Alrefaie Sumayyah I, Aljoudi Sarah B, Nukaly Houriah Y, Alhawsawi Waseem K, Shadid Asem, AlNasser Sultan, Hariri Jehad
Faculty of Medicine King Abdulaziz University Jeddah Saudi Arabia.
Department of Dermatology, Faculty of Medicine King Abdulaziz University Jeddah Saudi Arabia.
Clin Case Rep. 2025 Apr 1;13(4):e70367. doi: 10.1002/ccr3.70367. eCollection 2025 Apr.
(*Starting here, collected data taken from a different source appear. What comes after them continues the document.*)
//! Text codecs over optional stored strings

use super::Transcoder;
use crate::errors::Result;
use serde::de::DeserializeOwned;
use serde::Serialize;
use std::fmt;
use std::marker::PhantomData;

/// Serde JSON codec between stored text and `T`.
///
/// Absence passes through untouched in both directions, so an absent key
/// decodes to `None` and `None` encodes to a deletion.
pub struct JsonCodec<T> {
    _marker: PhantomData<fn() -> T>,
}

impl<T> JsonCodec<T> {
    /// Create a JSON codec
    pub fn new() -> Self {
        Self {
            _marker: PhantomData,
        }
    }
}

impl<T> Default for JsonCodec<T> {
    fn default() -> Self {
        Self::new()
    }
}

impl<T> Clone for JsonCodec<T> {
    fn clone(&self) -> Self {
        Self::new()
    }
}

impl<T> fmt::Debug for JsonCodec<T> {
    fn fmt(&self, f: &mut fmt::Formatter<'_>) -> fmt::Result {
        f.debug_struct("JsonCodec")
            .field("type", &std::any::type_name::<T>())
            .finish()
    }
}

impl<T> Transcoder<Option<String>, Option<T>> for JsonCodec<T>
where
    T: Serialize + DeserializeOwned,
{
    fn encode(&self, value: Option<T>) -> Result<Option<String>> {
        value
            .map(|value| serde_json::to_string(&value))
            .transpose()
            .map_err(Into::into)
    }

    fn decode(&self, raw: Option<String>) -> Result<Option<T>> {
        raw.map(|raw| serde_json::from_str(&raw))
            .transpose()
            .map_err(Into::into)
    }
}

/// Identity codec for raw stored text.
#[derive(Debug, Clone, Copy, Default)]
pub struct TextCodec;

impl Transcoder<Option<String>, Option<String>> for TextCodec {
    fn encode(&self, value: Option<String>) -> Result<Option<String>> {
        Ok(value)
    }

    fn decode(&self, raw: Option<String>) -> Result<Option<String>> {
        Ok(raw)
    }
}

#[cfg(test)]
mod tests {
    use super::*;
    use crate::errors::StateError;
    use serde::Deserialize;

    #[derive(Debug, Clone, PartialEq, Serialize, Deserialize)]
    struct Session {
        user: String,
        expires: u64,
    }

    #[test]
    fn test_json_codec_roundtrip() {
        let codec = JsonCodec::<Session>::new();
        let session = Session {
            user: "ada".into(),
            expires: 60,
        };

        let raw = codec.encode(Some(session.clone())).unwrap();
        assert_eq!(raw.as_deref(), Some(r#"{"user":"ada","expires":60}"#));
        assert_eq!(codec.decode(raw).unwrap(), Some(session));
    }

    #[test]
    fn test_json_codec_absence_passes_through() {
        let codec = JsonCodec::<Session>::new();
        assert_eq!(codec.encode(None).unwrap(), None);
        assert_eq!(codec.decode(None).unwrap(), None);
    }

    #[test]
    fn test_json_codec_reports_decode_failure() {
        let codec = JsonCodec::<Session>::new();
        let result = codec.decode(Some("{not json".into()));
        assert!(matches!(result, Err(StateError::Codec { .. })));
    }
}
AKE and cutis laxa type ARCL1A are both disorders of elastic fibers characterized histologically by elastin degeneration and/or fragmentation. However, the pathogenesis is thought to be distinct. AKE is an autosomal dominant disorder with an unknown gene mutation. On the other hand, cutis laxa type ARCL1A represents a fibulin five gene mutation. Herein, we present a lady with AKE, and the family history revealed a son with genetically confirmed cutis laxa type ARCL1A. This report might give insight towards the possibility of fibulin gene alterations in the pathogenesis of AKE.
获得性皮肤松弛症(AKE)和ARCL1A型皮肤松弛症均为弹性纤维疾病,组织学特征为弹性蛋白变性和/或断裂。然而,其发病机制被认为是不同的。AKE是一种常染色体显性疾病,基因突变未知。另一方面,ARCL1A型皮肤松弛症表现为纤维连接蛋白5基因突变。在此,我们报告一名患有AKE的女性,家族史显示其儿子经基因检测确诊为ARCL1A型皮肤松弛症。本报告可能为AKE发病机制中纤维连接蛋白基因改变的可能性提供见解。